Illinois Contractor Named Severe Violator for Repeat Trenching Hazards

September 20, 2013

OSHA has cited Cross Construction Inc. of Urbana, Ill., for three safety violations for failing to protect workers from cave-ins during trenching operations while installing sewer pipes in Danville. Two of the violations are repeat. Penalties total $75,460.

"Cave-ins are the leading cause of injury and death in excavation," said Tom Bielema, OSHA's area director in Peoria. "Repeat violations of a well-known safety hazard in the trenching industry demonstrate a disregard for workers' safety by Cross Construction."

Two repeat violations were cited for failing to provide a means of safe access and egress during trenching and excavation work and to conduct daily inspections of the excavation site to identify and correct hazards. OSHA issues repeat violations if an employer previously was cited for the same or a similar violation of any standard, regulation, rule or order at any other facility in federal enforcement states within the last five years. The same violation was cited December 2012 at a job site in Mahomet.

One willful violation was cited for failing to provide cave-in protection to workers in a trench greater than 7 feet deep. A willful violation is one committed with intentional, knowing or voluntary disregard for the law's requirements, or with plain indifference to worker safety and health.

OSHA standards mandate that all excavations 5 feet or deeper be protected against collapse.

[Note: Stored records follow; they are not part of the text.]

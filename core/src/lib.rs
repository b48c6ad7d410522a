extern crate midir;

#[macro_use]
extern crate anyhow;
#[macro_use]
extern crate arrayref;

pub mod error;
pub mod tables;
pub mod model;
pub mod config;
pub mod address;
pub mod codec;
pub mod str_encoder;
pub mod preset;
pub mod bulk;
pub mod sysex;
pub mod receiver;
pub mod midi;
pub mod midi_io;
pub mod transfer;

pub use error::PresetError;
pub use preset::Preset;
use std::path::PathBuf;
use mpk_core::model::{Bank, ControlClass};
pub use clap::{Parser, Subcommand};

#[derive(Parser)]
#[clap(name = "mpk-cli", version, about = "Akai MPK2 series preset editor")]
pub struct Opts {
    /// MIDI input port: index, "client:port" address or part of the port name
    #[clap(short, long, global = true)]
    pub input: Option<String>,

    /// MIDI output port: index, "client:port" address or part of the port name
    #[clap(short, long, global = true)]
    pub output: Option<String>,

    /// Controller model (MPK225, MPK249, MPK261), used to find its preset ports
    #[clap(short, long, global = true)]
    pub model: Option<String>,

    #[clap(subcommand)]
    pub command: Command,
}

#[derive(Subcommand)]
pub enum Command {
    /// Show model, name and number of a preset file
    Info {
        file: PathBuf,
    },

    /// List every control of a class
    List {
        file: PathBuf,
        /// knob, fader, pad, switch or transport
        class: ControlClass,
        /// Only this bank
        #[clap(short, long)]
        bank: Option<Bank>,
        /// Also show the raw record bytes
        #[clap(long)]
        raw: bool,
    },

    /// Show one control
    Get {
        file: PathBuf,
        class: ControlClass,
        /// Absolute index ("12"), bank and slot ("B4") or transport name ("Enter")
        control: String,
    },

    /// Change fields of one control, e.g. `type=Note note=C3`
    Set {
        file: PathBuf,
        class: ControlClass,
        control: String,
        #[clap(required = true)]
        fields: Vec<String>,
        /// Write the result here instead of over FILE
        #[clap(long)]
        save_as: Option<PathBuf>,
    },

    /// Copy one bank onto another
    Clone {
        file: PathBuf,
        class: ControlClass,
        src: Bank,
        dst: Bank,
        #[clap(long)]
        save_as: Option<PathBuf>,
    },

    /// Set the MIDI channel of a whole bank, or of all banks
    Channel {
        file: PathBuf,
        class: ControlClass,
        /// Common, USBA1..USBA16 or USBB1..USBB16
        channel: String,
        #[clap(short, long)]
        bank: Option<Bank>,
        #[clap(long)]
        save_as: Option<PathBuf>,
    },

    /// Assign consecutive notes to the 16 pads of a bank
    MapNotes {
        file: PathBuf,
        bank: Bank,
        /// First note, by name ("C3") or number
        start: String,
        /// White keys only
        #[clap(long)]
        diatonic: bool,
        #[clap(long)]
        save_as: Option<PathBuf>,
    },

    /// Change preset name and number
    Meta {
        file: PathBuf,
        #[clap(long)]
        name: Option<String>,
        /// 1..30
        #[clap(long)]
        number: Option<usize>,
        #[clap(long)]
        save_as: Option<PathBuf>,
    },

    /// List MIDI ports
    Ports,

    /// Receive a preset from the controller and save it
    Receive {
        file: PathBuf,
        /// Request this stored preset (1..30) instead of waiting for a manual send
        #[clap(short, long)]
        preset: Option<usize>,
        /// Give up after this many seconds
        #[clap(short, long)]
        timeout: Option<u64>,
    },

    /// Send a preset file to the controller
    Send {
        file: PathBuf,
    },
}
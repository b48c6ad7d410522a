//! Reassembly of a SysEx message delivered in arbitrary chunks

use log::*;

pub const SYSEX_START: u8 = 0xf0;
pub const SYSEX_END: u8 = 0xf7;

#[derive(Clone, Debug, PartialEq)]
pub enum State {
    Idle,
    Assembling(Vec<u8>),
    Aborted,
}

/// Real-time status bytes (clock, start/stop, active sensing, reset) may
/// be sent in the middle of a SysEx message
pub fn is_realtime(byte: u8) -> bool {
    byte >= 0xf8
}

/// Collects chunks from the first one starting with 0xF0 until one ends
/// with 0xF7 and hands out the whole message once.
#[derive(Debug)]
pub struct Reassembler {
    state: State,
    limit: Option<usize>,
}

impl Default for Reassembler {
    fn default() -> Self {
        Reassembler { state: State::Idle, limit: None }
    }
}

impl Reassembler {
    pub fn new() -> Self {
        Self::default()
    }

    /// A message growing past `limit` bytes is dropped and the machine
    /// goes back to Idle
    pub fn with_limit(limit: usize) -> Self {
        Reassembler { state: State::Idle, limit: Some(limit) }
    }

    pub fn state(&self) -> &State {
        &self.state
    }

    pub fn is_aborted(&self) -> bool {
        self.state == State::Aborted
    }

    /// Returns the complete message when `chunk` finishes it
    pub fn feed(&mut self, chunk: &[u8]) -> Option<Vec<u8>> {
        match self.state {
            State::Aborted => {
                trace!("aborted, dropping {} bytes", chunk.len());
                None
            }
            State::Idle => {
                if chunk.first() != Some(&SYSEX_START) {
                    warn!("Ignoring {} bytes outside of a SysEx message", chunk.len());
                    return None;
                }
                self.state = State::Assembling(Vec::new());
                self.append(chunk)
            }
            State::Assembling(_) => self.append(chunk)
        }
    }

    fn append(&mut self, chunk: &[u8]) -> Option<Vec<u8>> {
        let State::Assembling(buffer) = &mut self.state else {
            return None;
        };
        buffer.extend_from_slice(chunk);
        if let Some(limit) = self.limit.filter(|l| buffer.len() > *l) {
            warn!("Dropping SysEx message longer than {} bytes", limit);
            self.state = State::Idle;
            return None;
        }
        if buffer.last() != Some(&SYSEX_END) {
            return None;
        }
        match std::mem::replace(&mut self.state, State::Idle) {
            State::Assembling(buffer) => {
                debug!("SysEx message complete: {} bytes", buffer.len());
                Some(buffer)
            }
            _ => None
        }
    }

    /// Drop any partial message. Further chunks are ignored until `reset`.
    pub fn abort(&mut self) {
        if let State::Assembling(buffer) = &self.state {
            debug!("Abandoning partial SysEx message ({} bytes)", buffer.len());
        }
        self.state = State::Aborted;
    }

    pub fn reset(&mut self) {
        self.state = State::Idle;
    }
}

#[cfg(test)]
mod tests {
    use super::*;

    #[test]
    fn chunked_message() {
        let mut r = Reassembler::new();
        assert_eq!(r.feed(&[0xf0, 0x47, 0x00]), None);
        assert!(matches!(r.state(), State::Assembling(_)));
        assert_eq!(r.feed(&[0x24, 0x6d]), None);
        assert_eq!(r.feed(&[0x01, 0xf7]), Some(vec![0xf0, 0x47, 0x00, 0x24, 0x6d, 0x01, 0xf7]));
        assert_eq!(r.state(), &State::Idle);
    }

    #[test]
    fn single_chunk_message() {
        let mut r = Reassembler::new();
        assert_eq!(r.feed(&[0xf0, 0xf7]), Some(vec![0xf0, 0xf7]));
    }

    #[test]
    fn noise_outside_frame_is_dropped() {
        let mut r = Reassembler::new();
        assert_eq!(r.feed(&[]), None);
        assert_eq!(r.feed(&[0xb0, 0x07, 0x40]), None);
        assert_eq!(r.feed(&[0x12, 0xf7]), None);
        assert_eq!(r.state(), &State::Idle);
        assert_eq!(r.feed(&[0xf0, 0x01]), None);
        assert_eq!(r.feed(&[0xf7]), Some(vec![0xf0, 0x01, 0xf7]));
    }

    #[test]
    fn assembling_takes_any_bytes() {
        let mut r = Reassembler::new();
        r.feed(&[0xf0]);
        // an embedded 0xf7 that isn't the last byte doesn't end the message
        assert_eq!(r.feed(&[0xf7, 0x00]), None);
        assert_eq!(r.feed(&[]), None);
        assert_eq!(r.feed(&[0xf0, 0xf7]), Some(vec![0xf0, 0xf7, 0x00, 0xf0, 0xf7]));
    }

    #[test]
    fn oversized_message_is_dropped() {
        let mut r = Reassembler::with_limit(4);
        assert_eq!(r.feed(&[0xf0, 0x01, 0x02]), None);
        assert_eq!(r.feed(&[0x03, 0x04]), None);
        assert_eq!(r.state(), &State::Idle);
        // the tail of the dropped message is noise
        assert_eq!(r.feed(&[0x05, 0xf7]), None);
        assert_eq!(r.feed(&[0xf0, 0x01, 0x02, 0xf7]), Some(vec![0xf0, 0x01, 0x02, 0xf7]));
    }

    #[test]
    fn realtime_bytes() {
        assert!(is_realtime(0xf8));
        assert!(is_realtime(0xfe));
        assert!(!is_realtime(SYSEX_END));
        assert!(!is_realtime(0x47));
    }

    #[test]
    fn delivers_once() {
        let mut r = Reassembler::new();
        let chunks: [&[u8]; 4] = [&[0xf0, 0x01], &[0xf7], &[0x02], &[0xf7]];
        let delivered = chunks.iter().filter_map(|c| r.feed(c)).count();
        assert_eq!(delivered, 1);
    }

    #[test]
    fn abort_mid_message() {
        let mut r = Reassembler::new();
        r.feed(&[0xf0, 0x01]);
        r.abort();
        assert!(r.is_aborted());
        assert_eq!(r.feed(&[0x02, 0xf7]), None);
        assert_eq!(r.feed(&[0xf0, 0xf7]), None);

        r.reset();
        assert_eq!(r.feed(&[0xf0, 0xf7]), Some(vec![0xf0, 0xf7]));
    }
}
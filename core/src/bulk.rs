//! Edits spanning many records. Everything here goes through
//! `Preset::control` / `Preset::set_control` and never touches the
//! buffer directly.
//!
//! None of these are transactional: an error after the first write comes
//! back as `PresetError::Partial` and the records already written stay
//! written.

use log::*;
use maplit::btreemap;
use crate::address;
use crate::codec::{Field, Value};
use crate::error::{PresetError, Result};
use crate::model::{Bank, ControlClass};
use crate::preset::Preset;
use crate::tables::{is_white_key, MAX_NOTE};

#[derive(Clone, Copy, Debug, PartialEq)]
pub enum BankSelect {
    All,
    Bank(Bank),
}

#[derive(Clone, Copy, Debug, PartialEq)]
pub enum NoteMapping {
    Chromatic,
    /// White keys only
    Diatonic,
}

/// Copy every record of bank `src` onto bank `dst`
pub fn clone_bank(preset: &mut Preset, class: ControlClass, src: Bank, dst: Bank) -> Result<usize> {
    let src_range = address::bank_range(class, src)?;
    let dst_range = address::bank_range(class, dst)?;
    if src == dst {
        return Err(PresetError::invalid("bank", format!("cannot clone bank {} onto itself", src)));
    }

    let mut written = 0;
    for (from, to) in src_range.zip(dst_range) {
        preset.control(class, from)
            .and_then(|fields| preset.set_control(class, to, &fields))
            .map_err(|e| PresetError::partial(written, e))?;
        written += 1;
    }
    info!("Cloned {} bank {} -> {}", class, src, dst);
    Ok(written)
}

/// Set the channel of every record in the selection, leaving other fields alone
pub fn set_channel(preset: &mut Preset, class: ControlClass, select: BankSelect, channel: &Value) -> Result<usize> {
    let range = match select {
        BankSelect::All => address::all_range(class),
        BankSelect::Bank(bank) => address::bank_range(class, bank)?
    };
    let updates = btreemap! { Field::Channel => channel.clone() };

    let mut written = 0;
    for index in range {
        preset.set_control(class, index, &updates)
            .map_err(|e| PresetError::partial(written, e))?;
        written += 1;
    }
    info!("Set {} channel to {} on {} records", class, channel, written);
    Ok(written)
}

/// The notes assigned to consecutive slots, `None` past the MIDI range
pub fn note_sequence(start: u8, count: usize, mapping: NoteMapping) -> Vec<Option<u8>> {
    let mut note = start as i32;
    let mut notes = Vec::with_capacity(count);
    for i in 0 .. count {
        match mapping {
            NoteMapping::Chromatic => {
                if i > 0 {
                    note += 1;
                }
            }
            NoteMapping::Diatonic => {
                if i > 0 {
                    note += 1;
                }
                while !is_white_key(note) {
                    note += 1;
                }
            }
        }
        notes.push((0 ..= MAX_NOTE as i32).contains(&note).then(|| note as u8));
    }
    notes
}

/// Turn every pad of `bank` into a note pad, starting at `start`. Pads
/// whose note would fall past 127 are left as they are.
pub fn map_pad_notes(preset: &mut Preset, bank: Bank, start: u8, mapping: NoteMapping) -> Result<usize> {
    let class = ControlClass::Pad;
    let range = address::bank_range(class, bank)?;
    let notes = note_sequence(start, range.clone().count(), mapping);

    let mut written = 0;
    for (index, note) in range.zip(notes) {
        let Some(note) = note else {
            debug!("{} {}: note out of range, left unchanged", class, class.label(index));
            continue;
        };
        let updates = btreemap! {
            Field::Type => Value::from("Note"),
            Field::Note => Value::from(note),
        };
        preset.set_control(class, index, &updates)
            .map_err(|e| PresetError::partial(written, e))?;
        written += 1;
    }
    info!("Mapped {} pads of bank {} ({:?})", written, bank, mapping);
    Ok(written)
}

#[cfg(test)]
mod tests {
    use super::*;
    use crate::codec::FieldMap;
    use crate::preset::tests::sample_preset;
    use crate::tables::{note_name, note_number};

    fn notes_of(preset: &Preset, bank: Bank) -> Vec<Value> {
        address::bank_range(ControlClass::Pad, bank).unwrap()
            .map(|i| preset.control(ControlClass::Pad, i).unwrap()[&Field::Note].clone())
            .collect()
    }

    fn without(mut fields: FieldMap, field: Field) -> FieldMap {
        fields.remove(&field);
        fields
    }

    #[test]
    fn diatonic_from_c3() {
        let mut p = sample_preset();
        let start = note_number("C3").unwrap();
        assert_eq!(map_pad_notes(&mut p, Bank(0), start, NoteMapping::Diatonic).unwrap(), 16);

        let expected = [
            "C3", "D3", "E3", "F3", "G3", "A3", "B3", "C4",
            "D4", "E4", "F4", "G4", "A4", "B4", "C5", "D5"
        ];
        let expected = expected.iter().map(|n| Value::from(*n)).collect::<Vec<_>>();
        assert_eq!(notes_of(&p, Bank(0)), expected);
    }

    #[test]
    fn diatonic_advances_to_white_key() {
        let notes = note_sequence(note_number("C#3").unwrap(), 3, NoteMapping::Diatonic);
        let names = notes.iter().map(|n| n.and_then(note_name).unwrap()).collect::<Vec<_>>();
        assert_eq!(names, vec!["D3", "E3", "F3"]);
    }

    #[test]
    fn chromatic_from_60() {
        let mut p = sample_preset();
        map_pad_notes(&mut p, Bank(2), 60, NoteMapping::Chromatic).unwrap();
        let expected = (60 ..= 75u8).map(|n| Value::from(note_name(n).unwrap())).collect::<Vec<_>>();
        assert_eq!(notes_of(&p, Bank(2)), expected);
    }

    #[test]
    fn no_wrap_past_127() {
        let mut p = sample_preset();
        let before = p.clone();
        assert_eq!(map_pad_notes(&mut p, Bank(3), 120, NoteMapping::Chromatic).unwrap(), 8);

        for (slot, index) in address::bank_range(ControlClass::Pad, Bank(3)).unwrap().enumerate() {
            let pad = p.control(ControlClass::Pad, index).unwrap();
            if slot < 8 {
                assert_eq!(pad[&Field::Note], Value::from(note_name(120 + slot as u8).unwrap()));
            } else {
                assert_eq!(pad, before.control(ControlClass::Pad, index).unwrap());
            }
        }

        let notes = note_sequence(126, 3, NoteMapping::Diatonic);
        assert_eq!(notes, vec![Some(127), None, None]);
        let notes = note_sequence(124, 4, NoteMapping::Diatonic);
        assert_eq!(notes, vec![Some(124), Some(125), Some(127), None]);
    }

    #[test]
    fn mapping_switches_pads_to_note() {
        let mut p = sample_preset();
        let updates = btreemap! { Field::Type => Value::from("ProgramChange") };
        p.set_control(ControlClass::Pad, 1, &updates).unwrap();

        map_pad_notes(&mut p, Bank(0), 48, NoteMapping::Chromatic).unwrap();
        let pad = p.control(ControlClass::Pad, 1).unwrap();
        assert_eq!(pad[&Field::Type], Value::from("Note"));
        assert_eq!(pad[&Field::Note], Value::from("C3"));
    }

    #[test]
    fn clone_idempotence() {
        let mut p = sample_preset();
        let original = p.clone();

        clone_bank(&mut p, ControlClass::Pad, Bank(0), Bank(1)).unwrap();
        for slot in 0 .. 16 {
            assert_eq!(p.control_at(ControlClass::Pad, Bank(1), slot).unwrap(),
                       original.control_at(ControlClass::Pad, Bank(0), slot).unwrap());
        }
        // bank C untouched
        assert_eq!(notes_of(&p, Bank(2)), notes_of(&original, Bank(2)));

        clone_bank(&mut p, ControlClass::Pad, Bank(1), Bank(0)).unwrap();
        for slot in 0 .. 16 {
            assert_eq!(p.control_at(ControlClass::Pad, Bank(0), slot).unwrap(),
                       original.control_at(ControlClass::Pad, Bank(0), slot).unwrap());
        }
    }

    #[test]
    fn clone_rejects_same_bank() {
        let mut p = sample_preset();
        let r = clone_bank(&mut p, ControlClass::Knob, Bank(1), Bank(1));
        assert!(matches!(r, Err(PresetError::InvalidValue { .. })));
        assert_eq!(p, sample_preset());

        let r = clone_bank(&mut p, ControlClass::Knob, Bank(0), Bank(3));
        assert!(matches!(r, Err(PresetError::OutOfRange { .. })));
        assert_eq!(p, sample_preset());
    }

    #[test]
    fn clone_bad_bank_onto_itself() {
        let mut p = sample_preset();
        let r = clone_bank(&mut p, ControlClass::Pad, Bank(200), Bank(200));
        assert!(matches!(r, Err(PresetError::OutOfRange { .. })));
        assert_eq!(p, sample_preset());
    }

    #[test]
    fn channel_on_all_pads() {
        let mut p = sample_preset();
        let before = p.clone();
        let n = set_channel(&mut p, ControlClass::Pad, BankSelect::All, &Value::from("USBA5")).unwrap();
        assert_eq!(n, 64);
        for i in address::all_range(ControlClass::Pad) {
            let pad = p.control(ControlClass::Pad, i).unwrap();
            assert_eq!(pad[&Field::Channel], Value::from("USBA5"));
            assert_eq!(without(pad, Field::Channel),
                       without(before.control(ControlClass::Pad, i).unwrap(), Field::Channel));
        }
    }

    #[test]
    fn channel_on_one_bank() {
        let mut p = sample_preset();
        set_channel(&mut p, ControlClass::Knob, BankSelect::Bank(Bank(1)), &Value::from("USBB2")).unwrap();
        for i in address::all_range(ControlClass::Knob) {
            let expected = if (9 ..= 16).contains(&i) { "USBB2" } else { "USBA1" };
            assert_eq!(p.control(ControlClass::Knob, i).unwrap()[&Field::Channel], Value::from(expected));
        }
    }

    #[test]
    fn invalid_channel_changes_nothing() {
        let mut p = sample_preset();
        let r = set_channel(&mut p, ControlClass::Pad, BankSelect::All, &Value::from("USBC1"));
        assert!(matches!(r, Err(PresetError::InvalidValue { .. })));
        assert_eq!(p, sample_preset());
    }

    #[test]
    fn interrupted_bulk_edit_is_partial() {
        // image ends inside the 3rd switch record of bank A
        let mut data = sample_preset().into_raw();
        data.truncate(address::offset(ControlClass::Switch, 3).unwrap() + 4);
        let mut p = Preset::from_bytes(data);

        let r = set_channel(&mut p, ControlClass::Switch, BankSelect::Bank(Bank(0)), &Value::from("USBA3"));
        match r {
            Err(PresetError::Partial { written, source }) => {
                assert_eq!(written, 2);
                assert!(matches!(*source, PresetError::BufferTooShort { .. }));
            }
            r => panic!("expected partial error, got {:?}", r),
        }
        assert_eq!(p.control(ControlClass::Switch, 2).unwrap()[&Field::Channel], Value::from("USBA3"));
    }
}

As a result of exposing workers to cave-in hazards, OSHA has placed Cross Construction in its Severe Violator Enforcement Program, which mandates targeted follow-up inspections to ensure compliance with the law. The program focuses on employers that endanger workers by committing willful, repeat or failure-to-abate violations. Under the program, OSHA may inspect any of the employer's facilities if it has reasonable grounds to believe there are similar violations.

The company has 15 business days from receipt of the citations to comply, request an informal conference with OSHA's area director or contest the citations and penalties before the independent Occupational Safety and Health Review Commission.